Desktop Support Technician

 

Working as Desktop Support at Geek Squad was a great way for me to combine my love of hardware and software repairs with a job that would enable my next steps in my IT career. As a Desktop Support Technician (known internally as Advanced Repair Agent) I was the second level of support. I was in charge of performing advanced repairs and upgrades to the hardware and operating systems of laptops, desktops, and phones. 

 

Tools learned:


A large problem at our Geek Squad location was response times for people in line. For privacy and data protections purposes, most of the workbench was not in view of the public. There were walls positioned strategically. We had a camera pointed at the line area and it displayed out to a display we had, but it was also placed in an inconvenient spot. When you are performing detailed repairs on an iPhone or are surrounded by screws as you try to reinstall a desktop motherboard, it is easy to get tunnel vision and not see the person in line. The rule was to look up every 5 minutes, but no one is perfect at time keeping and even 5 minutes can be a long time to be in line with no signs of anyone around. 

Since I had become interested in the raspberry pi and seeing just how much you can accomplish with a small Linux device, some hard work, and loads of documentation, I came up with an idea to address this problem. After seeing videos of people using cameras with raspberry pis as make shift dash cams with object detection, or home surveillance with object detection, I was confident that I could leverage this as a solution. Using TensorFlow Lite on a raspberry pi that I convinced my manager to buy, I connected the camera we already had pointing at the line to the device. It was actually a lot easier than it sounds. The models are already trained and available to the public, but you can make your own. I set up a custom zone (box) around the bollards where people wait in line and I programmed it to look for a person standing in that zone for more than 10 seconds. This was to remove the false positives of people walking by and looking in the shelves. I had an audio clip using Text-to-speech that said "Person in line". Whenever Tensorflow met all the parameters for a person being in line, it would play the audio.

After a lot of trial and error and major tweaking, this project was successful. We were able to cut down our response time from 5 minutes to about 15 seconds. This meant we could focus on our work without being paranoid of people being in line. And also when people actually were in line, we could give them great and speedy service. First impressions are critical, and this allowed ours to be much better for clients.
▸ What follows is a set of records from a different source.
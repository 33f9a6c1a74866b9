//! Landing page, the three login forms and logout.

use axum::{
  Form,
  extract::State,
  http::{StatusCode, header},
  response::{IntoResponse, Redirect, Response},
};
use legacylink_core::{
  principal::{Directory, Principal, Role},
  store::CampusStore,
};
use serde::Deserialize;
use serde_json::json;

use crate::{
  AppState, auth,
  error::{Error, PageResult as _},
  handlers::render_page,
  render::Page,
  session::{CurrentSession, clear_session_cookie, session_cookie},
};

/// Member forms post the PRN in `username`; `prn` is accepted too.
#[derive(Debug, Deserialize)]
pub struct LoginForm {
  #[serde(default, alias = "prn")]
  pub username: String,
  #[serde(default)]
  pub password: String,
}

fn login_page(role: Role) -> Page {
  match role {
    Role::Student => Page::StudentLogin,
    Role::Alumni => Page::AlumniLogin,
    Role::Admin => Page::AdminLogin,
  }
}

fn rejection_message(role: Role) -> &'static str {
  match role {
    Role::Admin => "Invalid username or password.",
    Role::Student | Role::Alumni => "Invalid PRN or password.",
  }
}

// ─── Pages ───────────────────────────────────────────────────────────────────

/// `GET /`
pub async fn main_page<S>(State(state): State<AppState<S>>) -> Response
where
  S: CampusStore + Clone + 'static,
{
  render_page(&state, StatusCode::OK, Page::Main, &json!({ "error": null }))
    .or_error_page(&*state.renderer, "/")
}

async fn show_login<S>(state: &AppState<S>, role: Role) -> Response
where
  S: CampusStore + Clone + 'static,
{
  render_page(state, StatusCode::OK, login_page(role), &json!({ "error": null }))
    .or_error_page(&*state.renderer, "/")
}

/// `GET /student_login`
pub async fn student_login_page<S>(State(state): State<AppState<S>>) -> Response
where
  S: CampusStore + Clone + 'static,
{
  show_login(&state, Role::Student).await
}

/// `GET /alumni_login`
pub async fn alumni_login_page<S>(State(state): State<AppState<S>>) -> Response
where
  S: CampusStore + Clone + 'static,
{
  show_login(&state, Role::Alumni).await
}

/// `GET /admin_login`
pub async fn admin_login_page<S>(State(state): State<AppState<S>>) -> Response
where
  S: CampusStore + Clone + 'static,
{
  show_login(&state, Role::Admin).await
}

// ─── Login ───────────────────────────────────────────────────────────────────

/// Bind the principal to a fresh session, or re-render the form.
async fn finish_login<S>(
  state:     &AppState<S>,
  session:   &CurrentSession,
  role:      Role,
  username:  &str,
  principal: Option<Principal>,
) -> Result<Response, Error>
where
  S: CampusStore + Clone + 'static,
{
  let Some(principal) = principal else {
    tracing::warn!(%role, username, "rejected login");
    return render_page(
      state,
      StatusCode::UNAUTHORIZED,
      login_page(role),
      &json!({ "error": rejection_message(role) }),
    );
  };

  tracing::info!(%role, key = principal.key(), "login");
  let token = state
    .sessions
    .establish(principal, session.token.as_deref())
    .await;
  let cookie = session_cookie(&token, state.config.secure_cookies);
  Ok(([(header::SET_COOKIE, cookie)], Redirect::to(role.home_path())).into_response())
}

async fn member_login<S>(
  state:     &AppState<S>,
  session:   &CurrentSession,
  directory: Directory,
  form:      LoginForm,
) -> Response
where
  S: CampusStore + Clone + 'static,
{
  let role = directory.role();
  let username = form.username.trim();

  let result = async {
    let principal =
      auth::authenticate_member(&*state.store, directory, username, &form.password).await?;
    finish_login(state, session, role, username, principal).await
  }
  .await;
  result.or_error_page(&*state.renderer, role.login_path())
}

/// `POST /student_login`
pub async fn student_login<S>(
  State(state): State<AppState<S>>,
  session: CurrentSession,
  Form(form): Form<LoginForm>,
) -> Response
where
  S: CampusStore + Clone + 'static,
{
  member_login(&state, &session, Directory::Students, form).await
}

/// `POST /alumni_login`
pub async fn alumni_login<S>(
  State(state): State<AppState<S>>,
  session: CurrentSession,
  Form(form): Form<LoginForm>,
) -> Response
where
  S: CampusStore + Clone + 'static,
{
  member_login(&state, &session, Directory::Alumni, form).await
}

/// `POST /admin_login`
pub async fn admin_login<S>(
  State(state): State<AppState<S>>,
  session: CurrentSession,
  Form(form): Form<LoginForm>,
) -> Response
where
  S: CampusStore + Clone + 'static,
{
  let username = form.username.trim();

  let result = async {
    let principal =
      auth::authenticate_admin(&*state.store, username, &form.password).await?;
    finish_login(&state, &session, Role::Admin, username, principal).await
  }
  .await;
  result.or_error_page(&*state.renderer, Role::Admin.login_path())
}

// ─── Logout ──────────────────────────────────────────────────────────────────

/// `POST /logout`
pub async fn logout<S>(
  State(state): State<AppState<S>>,
  session: CurrentSession,
) -> Response
where
  S: CampusStore + Clone + 'static,
{
  if let Some(token) = &session.token
    && state.sessions.destroy(token).await
  {
    tracing::info!("logout");
  }
  let cookie = clear_session_cookie(state.config.secure_cookies);
  ([(header::SET_COOKIE, cookie)], Redirect::to("/")).into_response()
}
One of the most tedious tasks was taking inventory of our parts for mobile repairs for iPhones and android phones. We had problems with the packages being sent to us correctly as well as our shipments of mobile parts back to their vendors making it there. Someone years prior had created a spreadsheet that was to be filled out every time we received a part and every time we shipped out a part. This included tracking number, serial number, part number, and a lot of other alpha-numeric codes which were tedious to write. The spreadsheet was very small, and it was easy to confuse a G for a 6 or an A for a 4. Everyone hated the process but it had to be done. I was sure we could find a better way, so I started drafting some ideas.
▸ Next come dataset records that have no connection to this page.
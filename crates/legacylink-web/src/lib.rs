//! HTTP layer for LegacyLink.
//!
//! Exposes an axum [`Router`] serving the pages and JSON endpoints of the
//! alumni network, backed by any [`CampusStore`].

pub mod auth;
pub mod error;
pub mod handlers;
pub mod render;
pub mod session;

pub use error::Error;

use std::{path::PathBuf, sync::Arc};

use axum::{
  Router,
  routing::{delete, get, post},
};
use legacylink_chat::Assistant;
use legacylink_core::store::CampusStore;
use serde::Deserialize;
use tower_http::trace::TraceLayer;

use handlers::{admin, chat, events, home, login, posts, profile};
use render::{HtmlRenderer, Renderer};
use session::SessionStore;

// ─── Configuration ────────────────────────────────────────────────────────────

/// Runtime server configuration, deserialised from `config.toml` and
/// `LEGACYLINK_*` environment variables. Every key has a default.
#[derive(Deserialize, Clone)]
#[serde(default)]
pub struct ServerConfig {
  pub host:                String,
  pub port:                u16,
  pub database_path:       PathBuf,
  pub session_ttl_minutes: i64,
  /// Add the `Secure` attribute to the session cookie.
  pub secure_cookies:      bool,
  /// Without a key the assistant answers from its FAQ table only.
  pub gemini_api_key:      Option<String>,
  pub gemini_model:        String,
}

impl Default for ServerConfig {
  fn default() -> Self {
    Self {
      host:                "127.0.0.1".to_string(),
      port:                3000,
      database_path:       PathBuf::from("legacylink.db"),
      session_ttl_minutes: 120,
      secure_cookies:      false,
      gemini_api_key:      None,
      gemini_model:        legacylink_chat::gemini::DEFAULT_MODEL.to_string(),
    }
  }
}

// ─── Application state ────────────────────────────────────────────────────────

/// Shared state threaded through all axum handlers.
#[derive(Clone)]
pub struct AppState<S: CampusStore> {
  pub store:     Arc<S>,
  pub config:    Arc<ServerConfig>,
  pub sessions:  Arc<SessionStore>,
  pub renderer:  Arc<dyn Renderer>,
  pub assistant: Arc<Assistant>,
}

impl<S: CampusStore> AppState<S> {
  /// State with an empty session table and the stock HTML renderer.
  pub fn new(store: S, config: ServerConfig, assistant: Assistant) -> Self {
    Self {
      store:     Arc::new(store),
      sessions:  Arc::new(SessionStore::with_ttl_minutes(config.session_ttl_minutes)),
      config:    Arc::new(config),
      renderer:  Arc::new(HtmlRenderer),
      assistant: Arc::new(assistant),
    }
  }
}

// ─── Router ───────────────────────────────────────────────────────────────────

/// Build the axum [`Router`] for the whole site.
pub fn router<S>(state: AppState<S>) -> Router
where
  S: CampusStore + Clone + 'static,
{
  Router::new()
    // Landing and sessions
    .route("/",              get(login::main_page::<S>))
    .route("/student_login", get(login::student_login_page::<S>).post(login::student_login::<S>))
    .route("/alumni_login",  get(login::alumni_login_page::<S>).post(login::alumni_login::<S>))
    .route("/admin_login",   get(login::admin_login_page::<S>).post(login::admin_login::<S>))
    .route("/logout",        post(login::logout::<S>))
    // Homes
    .route("/home",          get(home::home))
    .route("/student_home",  get(home::student_home::<S>))
    .route("/alumni_home",   get(home::alumni_home::<S>))
    .route("/admin_home",    get(home::admin_home::<S>))
    // Posts
    .route("/create_post",          post(posts::create::<S>))
    .route("/delete_post/{id}",     delete(posts::delete::<S>))
    .route("/like_post/{id}",       post(posts::like::<S>))
    .route("/comment_post/{id}",    post(posts::comment::<S>))
    .route("/delete_comment/{id}",  post(posts::delete_comment::<S>))
    // Events
    .route("/create_event",         post(events::create::<S>))
    .route("/event/{id}",           delete(events::delete::<S>))
    .route("/event/{id}/register",  post(events::register::<S>))
    .route("/event/{id}/unregister", post(events::unregister::<S>))
    // Profile
    .route("/profile",         get(profile::show::<S>))
    .route("/update-password", post(profile::update_password::<S>))
    .route("/update-profile",  post(profile::update_profile::<S>))
    // Admin
    .route("/add_student",    get(admin::add_student_page::<S>).post(admin::add_student::<S>))
    .route("/add_alumni",     get(admin::add_alumni_page::<S>).post(admin::add_alumni::<S>))
    .route("/students_list",  get(admin::students_list::<S>))
    .route("/alumni_list",    get(admin::alumni_list::<S>))
    .route("/remove_student/{prn}", post(admin::remove_student::<S>))
    .route("/remove_alumni/{prn}",  post(admin::remove_alumni::<S>))
    .route("/import_students",           get(admin::import_page::<S>))
    .route("/import_students_to_alumni", post(admin::import_students::<S>))
    // Assistant
    .route("/chat", post(chat::handler::<S>))
    .layer(TraceLayer::new_for_http())
    .with_state(state)
}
Every alpha-numeric code that we were writing down also had a barcode next to it. Everyone doing inventory, like the package couriers and the parts vendors use the barcodes for quick and efficient inventory taking. So why didn't we use it? So I created a fairly simple spreadsheet that aided the whole process. The first field is your name which you fill out. Then you push tab and scan the series of barcodes one after another. Suddenly, this act of documenting every part being shipped went from 60 seconds to 5-10 seconds. Furthermore, it also meant that there were no typos. No problems with legibility. And the icing on the cake was that we could search through the spreadsheet with ease using the Find tool. We would save 100s of dollars per month because this cut down on inventory errors and allowed us to have the accountability that we needed.